Der Lackmustest für die Erneuerung wären überfällige Reformen im deutschen Steuersystem, die die wirtschaftlichen Anreize nachhaltig stärken. Am Anfang müsste in der Einkommensbesteuerung die Eindämmung der „kalten Progression“ und in der Unternehmensbesteuerung eine Absenkung der effektiven Steuerlasten auf die Investitionen, sprich auf die Schaffung von Arbeitsplätzen, stehen. Dies ist aber ebenso wenig vorgesehen, wie bei der Gewerbesteuer und der Grundsteuer die sattsam bekannten gravierenden Unvollkommenheiten zu beheben. Der angekündigte Abbau des Solidaritätszuschlags ist zu zaghaft. Bei den Kapitalerträgen die Zinseinkünfte wieder der progressiven Einkommensteuer zu unterwerfen, aber für die Dividenden die Abgeltungsteuer beizubehalten, ist ineffizient, weil damit die erwünschte Finanzierungsneutralität bei Unternehmensinvestitionen nicht gewährleistet wird, vom bürokratischen Aufwand ganz abgehen. Trump und Macron sind im internationalen Steuerwettbewerb schon davongeeilt.

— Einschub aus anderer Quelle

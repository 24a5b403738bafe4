//! Aggregation over review sets: the per-user stats the synchronizer
//! writes back to profiles, and the collection-wide summary.

use reelview_models::{Review, ReviewStats, UserStats};

/// Round to one decimal place, halves away from zero.
pub fn round1(value: f64) -> f64 {
    (value * 10.0).round() / 10.0
}

/// Full recompute of a user's aggregate fields from their review set.
/// An empty set yields `(0, 0.0)` rather than NaN.
pub fn user_stats(reviews: &[Review]) -> UserStats {
    let total = reviews.len() as u32;
    let average = if total == 0 {
        0.0
    } else {
        let sum: u32 = reviews.iter().map(|r| u32::from(r.rating)).sum();
        round1(f64::from(sum) / f64::from(total))
    };
    UserStats {
        total_reviews: total,
        average_rating: average,
    }
}

/// Collection-wide summary: count, one-decimal mean, per-star counts.
/// Ratings outside 1-5 never reach the store, so the distribution
/// covers every record.
pub fn review_stats(reviews: &[Review]) -> ReviewStats {
    let mut distribution = [0u32; 5];
    let mut sum: u64 = 0;
    for review in reviews {
        sum += u64::from(review.rating);
        if (1..=5).contains(&review.rating) {
            distribution[usize::from(review.rating) - 1] += 1;
        }
    }
    let total = reviews.len() as u32;
    let average = if total == 0 {
        0.0
    } else {
        round1(sum as f64 / f64::from(total))
    };
    ReviewStats {
        total_reviews: total,
        average_rating: average,
        rating_distribution: distribution,
    }
}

Die wiederholten Bekenntnisse der Großkoalitionäre zur Sozialen Marktwirtschaft wirken bemüht. Ludwig Erhard würde nur staunen. Dazu hätte es als erstes einer ordnungspolitischen Linie bedurft, die Verlässlichkeit ausstrahlt. Auch hätte die individuelle Eigenverantwortlichkeit beim privaten Handeln, sprich „Kompetenz und Haftung“ im Eucken’schen Sinne, eingefordert werden müssen. Ein Abbau der immer noch zahlreichen verzerrenden Subventionen müsste ebenso geplant sein wie noch ausstehende Privatisierungen öffentlicher Unternehmen, die auf funktionierenden Märkten mit wirksamem Wettbewerb operieren. Ein absolutes Muss wäre die Beseitigung bzw. Vermeidung von innovationshemmenden Regulierungen im digitalen Bereich, um den Weg für junge, wagemutige Unternehmensgründer zu ebnen. Alles Fehlanzeige! Eine Chance wird vertan.